**WHAT THE EXERCISE ASKS:** Type out the entries below again, character for character.

**DATASET EXTRACT:**

== Segment start ==

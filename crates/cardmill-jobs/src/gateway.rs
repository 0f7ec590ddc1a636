//! Submission gateway: validate incoming requests and admit them to the
//! store and queue exactly once per request id.

use serde::Deserialize;

use cardmill_core::{
    Error, JobRecord, JobStatus, JobSubmission, JobStore, Result, WorkQueue,
};
use tracing::{debug, info};

/// Raw submission body before validation. Every field is optional at the
/// wire level; validation reports all missing required fields at once.
#[derive(Debug, Clone, Default, Deserialize)]
#[serde(rename_all = "camelCase")]
pub struct SubmitRequest {
    pub request_id: Option<String>,
    pub session_id: Option<String>,
    pub card_id: Option<String>,
    pub persona: Option<String>,
    pub theme: Option<String>,
    pub locale: Option<String>,
    pub name: Option<String>,
    pub message: Option<String>,
}

/// Result of an admission attempt.
#[derive(Debug, Clone, PartialEq, Eq)]
pub struct SubmitOutcome {
    pub job_id: String,
    pub status: JobStatus,
    /// False when an existing record was returned instead of a new one.
    pub admitted: bool,
}

/// Check required fields, reporting every missing one in a single error.
pub fn validate(request: &SubmitRequest) -> Result<JobSubmission> {
    let mut missing = Vec::new();
    if request.card_id.as_deref().unwrap_or("").is_empty() {
        missing.push("cardId");
    }
    if request.persona.as_deref().unwrap_or("").is_empty() {
        missing.push("persona");
    }
    if request.theme.as_deref().unwrap_or("").is_empty() {
        missing.push("theme");
    }
    if request.request_id.as_deref().unwrap_or("").is_empty() {
        missing.push("requestId");
    }
    if !missing.is_empty() {
        return Err(Error::InvalidRequest(format!(
            "Missing required fields: {}",
            missing.join(", ")
        )));
    }

    Ok(JobSubmission {
        job_id: request.request_id.clone().unwrap_or_default(),
        session_id: request.session_id.clone(),
        card_id: request.card_id.clone().unwrap_or_default(),
        persona: request.persona.clone().unwrap_or_default(),
        theme: request.theme.clone().unwrap_or_default(),
        locale: request.locale.clone(),
        name: request.name.clone(),
        message: request.message.clone(),
    })
}

/// Validate and admit a submission.
///
/// The request id doubles as the job id, so a resubmission within the
/// record's lifetime returns the existing job's status without touching
/// the queue. A duplicate-identity refusal from the queue is absorbed:
/// the work is already tracked, which is exactly the desired state.
pub async fn submit(
    store: &dyn JobStore,
    queue: &dyn WorkQueue,
    request: &SubmitRequest,
) -> Result<SubmitOutcome> {
    let submission = validate(request)?;
    let job_id = submission.job_id.clone();

    if let Some(existing) = store.get(&job_id).await? {
        debug!(job_id, status = %existing.status, "Duplicate submission; returning existing job");
        return Ok(SubmitOutcome {
            job_id,
            status: existing.status,
            admitted: false,
        });
    }

    let record = store.create_or_get(JobRecord::queued(&submission)).await?;
    let admitted = record.status == JobStatus::Queued;

    match queue.enqueue(&job_id).await {
        Ok(()) => {}
        Err(Error::AlreadyQueued(_)) => {
            debug!(job_id, "Work already enqueued for this job");
        }
        Err(e) => return Err(e),
    }

    info!(job_id, card_id = %record.card_id, "Job admitted");
    Ok(SubmitOutcome {
        job_id,
        status: record.status,
        admitted,
    })
}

== Segment end ==

**TASK SOLUTION:**
filename crates/cardmill-jobs/src/gateway.rs
repository 0f7ec590ddc1a636
//! Submission gateway: validate incoming requests and admit them to the
//! store and queue exactly once per request id.

use serde::Deserialize;

use cardmill_core::{
    Error, JobRecord, JobStatus, JobSubmission, JobStore, Result, WorkQueue,
};
use tracing::{debug, info};

/// Raw submission body before validation. Every field is optional at the
/// wire level; validation reports all missing required fields at once.
#[derive(Debug, Clone, Default, Deserialize)]
#[serde(rename_all = "camelCase")]
pub struct SubmitRequest {
    pub request_id: Option<String>,
    pub session_id: Option<String>,
    pub card_id: Option<String>,
    pub persona: Option<String>,
    pub theme: Option<String>,
    pub locale: Option<String>,
    pub name: Option<String>,
    pub message: Option<String>,
}

/// Result of an admission attempt.
#[derive(Debug, Clone, PartialEq, Eq)]
pub struct SubmitOutcome {
    pub job_id: String,
    pub status: JobStatus,
    /// False when an existing record was returned instead of a new one.
    pub admitted: bool,
}

/// Check required fields, reporting every missing one in a single error.
pub fn validate(request: &SubmitRequest) -> Result<JobSubmission> {
    let mut missing = Vec::new();
    if request.card_id.as_deref().unwrap_or("").is_empty() {
        missing.push("cardId");
    }
    if request.persona.as_deref().unwrap_or("").is_empty() {
        missing.push("persona");
    }
    if request.theme.as_deref().unwrap_or("").is_empty() {
        missing.push("theme");
    }
    if request.request_id.as_deref().unwrap_or("").is_empty() {
        missing.push("requestId");
    }
    if !missing.is_empty() {
        return Err(Error::InvalidRequest(format!(
            "Missing required fields: {}",
            missing.join(", ")
        )));
    }

    Ok(JobSubmission {
        job_id: request.request_id.clone().unwrap_or_default(),
        session_id: request.session_id.clone(),
        card_id: request.card_id.clone().unwrap_or_default(),
        persona: request.persona.clone().unwrap_or_default(),
        theme: request.theme.clone().unwrap_or_default(),
        locale: request.locale.clone(),
        name: request.name.clone(),
        message: request.message.clone(),
    })
}

/// Validate and admit a submission.
///
/// The request id doubles as the job id, so a resubmission within the
/// record's lifetime returns the existing job's status without touching
/// the queue. A duplicate-identity refusal from the queue is absorbed:
/// the work is already tracked, which is exactly the desired state.
pub async fn submit(
    store: &dyn JobStore,
    queue: &dyn WorkQueue,
    request: &SubmitRequest,
) -> Result<SubmitOutcome> {
    let submission = validate(request)?;
    let job_id = submission.job_id.clone();

    if let Some(existing) = store.get(&job_id).await? {
        debug!(job_id, status = %existing.status, "Duplicate submission; returning existing job");
        return Ok(SubmitOutcome {
            job_id,
            status: existing.status,
            admitted: false,
        });
    }

    let record = store.create_or_get(JobRecord::queued(&submission)).await?;
    let admitted = record.status == JobStatus::Queued;

    match queue.enqueue(&job_id).await {
        Ok(()) => {}
        Err(Error::AlreadyQueued(_)) => {
            debug!(job_id, "Work already enqueued for this job");
        }
        Err(e) => return Err(e),
    }

    info!(job_id, card_id = %record.card_id, "Job admitted");
    Ok(SubmitOutcome {
        job_id,
        status: record.status,
        admitted,
    })
}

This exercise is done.